*** Given information

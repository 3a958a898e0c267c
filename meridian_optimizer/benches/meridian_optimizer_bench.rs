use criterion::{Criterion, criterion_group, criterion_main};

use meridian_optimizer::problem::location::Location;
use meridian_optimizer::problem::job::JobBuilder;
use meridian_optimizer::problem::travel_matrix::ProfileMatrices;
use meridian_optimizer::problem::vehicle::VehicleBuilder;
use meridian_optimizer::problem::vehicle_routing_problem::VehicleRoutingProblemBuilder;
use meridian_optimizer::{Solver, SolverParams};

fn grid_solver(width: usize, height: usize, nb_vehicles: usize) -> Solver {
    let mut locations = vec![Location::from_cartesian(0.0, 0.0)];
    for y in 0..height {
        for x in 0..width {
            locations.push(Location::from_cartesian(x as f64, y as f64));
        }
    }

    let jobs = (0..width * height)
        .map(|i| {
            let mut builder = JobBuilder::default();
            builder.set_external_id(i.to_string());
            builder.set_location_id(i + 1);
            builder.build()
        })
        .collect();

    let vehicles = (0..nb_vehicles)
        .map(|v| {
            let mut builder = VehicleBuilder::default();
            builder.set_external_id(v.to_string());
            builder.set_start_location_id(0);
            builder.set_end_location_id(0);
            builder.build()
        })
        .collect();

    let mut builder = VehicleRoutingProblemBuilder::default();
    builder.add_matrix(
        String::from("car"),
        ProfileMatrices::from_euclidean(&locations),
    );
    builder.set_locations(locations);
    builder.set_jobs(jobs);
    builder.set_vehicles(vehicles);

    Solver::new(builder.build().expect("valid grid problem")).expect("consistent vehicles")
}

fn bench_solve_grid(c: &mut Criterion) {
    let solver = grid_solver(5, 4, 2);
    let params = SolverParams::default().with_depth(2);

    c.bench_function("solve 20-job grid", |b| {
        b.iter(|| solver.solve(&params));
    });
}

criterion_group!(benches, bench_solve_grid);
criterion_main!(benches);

******
*** Given information

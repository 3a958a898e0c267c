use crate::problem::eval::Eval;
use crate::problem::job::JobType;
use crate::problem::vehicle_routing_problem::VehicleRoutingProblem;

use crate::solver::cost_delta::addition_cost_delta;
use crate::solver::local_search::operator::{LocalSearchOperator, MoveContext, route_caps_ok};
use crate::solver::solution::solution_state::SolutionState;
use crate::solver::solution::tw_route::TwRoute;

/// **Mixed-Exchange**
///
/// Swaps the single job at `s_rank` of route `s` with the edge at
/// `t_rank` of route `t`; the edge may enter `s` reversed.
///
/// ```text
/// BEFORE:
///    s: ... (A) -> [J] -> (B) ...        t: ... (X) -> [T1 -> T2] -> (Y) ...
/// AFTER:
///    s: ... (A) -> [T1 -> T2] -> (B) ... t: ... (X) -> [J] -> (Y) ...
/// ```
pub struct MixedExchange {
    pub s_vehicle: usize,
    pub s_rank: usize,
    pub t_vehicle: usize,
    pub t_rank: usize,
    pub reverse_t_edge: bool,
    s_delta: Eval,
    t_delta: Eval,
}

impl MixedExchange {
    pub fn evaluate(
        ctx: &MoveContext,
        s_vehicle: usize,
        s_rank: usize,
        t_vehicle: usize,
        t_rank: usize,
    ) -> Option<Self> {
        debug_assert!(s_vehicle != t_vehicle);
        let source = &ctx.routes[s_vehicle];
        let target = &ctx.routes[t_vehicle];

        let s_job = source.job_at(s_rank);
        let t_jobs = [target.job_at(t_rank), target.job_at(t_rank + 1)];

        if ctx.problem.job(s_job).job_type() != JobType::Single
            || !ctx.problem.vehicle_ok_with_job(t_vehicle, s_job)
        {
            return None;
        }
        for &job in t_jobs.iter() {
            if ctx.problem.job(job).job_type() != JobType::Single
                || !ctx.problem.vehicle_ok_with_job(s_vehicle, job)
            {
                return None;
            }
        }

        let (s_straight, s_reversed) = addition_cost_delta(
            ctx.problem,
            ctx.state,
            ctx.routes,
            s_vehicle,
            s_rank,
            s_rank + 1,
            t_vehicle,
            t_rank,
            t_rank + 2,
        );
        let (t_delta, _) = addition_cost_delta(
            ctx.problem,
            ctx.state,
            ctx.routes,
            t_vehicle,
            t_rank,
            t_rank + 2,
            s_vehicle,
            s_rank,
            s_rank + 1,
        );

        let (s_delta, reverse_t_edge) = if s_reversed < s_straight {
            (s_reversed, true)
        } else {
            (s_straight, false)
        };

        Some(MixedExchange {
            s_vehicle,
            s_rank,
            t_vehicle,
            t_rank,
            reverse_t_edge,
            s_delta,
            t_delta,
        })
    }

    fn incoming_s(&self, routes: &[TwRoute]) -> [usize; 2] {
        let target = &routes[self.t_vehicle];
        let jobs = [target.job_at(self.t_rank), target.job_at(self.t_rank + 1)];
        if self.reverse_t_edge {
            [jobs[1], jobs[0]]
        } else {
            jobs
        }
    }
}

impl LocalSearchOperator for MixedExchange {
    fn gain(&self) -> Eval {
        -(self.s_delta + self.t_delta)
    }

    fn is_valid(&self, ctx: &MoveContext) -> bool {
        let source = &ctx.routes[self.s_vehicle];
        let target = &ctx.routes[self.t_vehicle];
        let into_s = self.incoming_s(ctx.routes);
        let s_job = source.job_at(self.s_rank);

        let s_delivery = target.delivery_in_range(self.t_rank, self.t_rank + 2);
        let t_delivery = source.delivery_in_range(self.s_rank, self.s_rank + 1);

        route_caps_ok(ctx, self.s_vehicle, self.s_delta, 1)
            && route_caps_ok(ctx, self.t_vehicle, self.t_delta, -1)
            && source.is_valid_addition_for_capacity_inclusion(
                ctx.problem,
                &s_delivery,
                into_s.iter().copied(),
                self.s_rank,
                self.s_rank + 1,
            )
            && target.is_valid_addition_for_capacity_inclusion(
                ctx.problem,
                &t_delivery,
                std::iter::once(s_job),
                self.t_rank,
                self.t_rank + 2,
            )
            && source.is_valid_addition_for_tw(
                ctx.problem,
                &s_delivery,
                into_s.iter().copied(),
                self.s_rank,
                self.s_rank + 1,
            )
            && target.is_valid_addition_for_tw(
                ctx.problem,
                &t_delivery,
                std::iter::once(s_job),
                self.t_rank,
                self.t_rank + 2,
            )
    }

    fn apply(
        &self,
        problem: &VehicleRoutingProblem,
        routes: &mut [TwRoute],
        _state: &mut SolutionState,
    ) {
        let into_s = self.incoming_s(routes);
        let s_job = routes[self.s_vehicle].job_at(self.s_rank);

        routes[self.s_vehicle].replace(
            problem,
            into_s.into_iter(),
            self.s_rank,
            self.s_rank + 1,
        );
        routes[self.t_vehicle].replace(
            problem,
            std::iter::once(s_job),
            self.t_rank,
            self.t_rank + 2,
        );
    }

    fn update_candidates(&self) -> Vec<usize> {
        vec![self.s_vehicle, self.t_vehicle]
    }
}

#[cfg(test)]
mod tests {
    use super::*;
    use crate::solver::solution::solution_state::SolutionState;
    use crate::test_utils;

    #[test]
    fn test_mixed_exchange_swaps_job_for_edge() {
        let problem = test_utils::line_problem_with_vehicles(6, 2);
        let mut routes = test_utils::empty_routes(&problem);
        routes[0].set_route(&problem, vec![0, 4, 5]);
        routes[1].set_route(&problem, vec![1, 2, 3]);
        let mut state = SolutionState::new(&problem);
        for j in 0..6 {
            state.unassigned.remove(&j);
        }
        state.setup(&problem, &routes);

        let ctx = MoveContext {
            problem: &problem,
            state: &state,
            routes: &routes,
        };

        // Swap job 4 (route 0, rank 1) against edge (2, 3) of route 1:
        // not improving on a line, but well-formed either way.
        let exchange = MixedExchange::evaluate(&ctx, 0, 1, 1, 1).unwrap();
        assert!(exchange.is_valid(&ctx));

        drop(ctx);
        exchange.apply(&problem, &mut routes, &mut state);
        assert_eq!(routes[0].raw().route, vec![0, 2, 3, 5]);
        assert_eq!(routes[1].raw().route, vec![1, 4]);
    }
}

******

→ **Task directions**
One number answers this exercise: the count of lines above in which the word "impl" appears.

→ **Solution**
2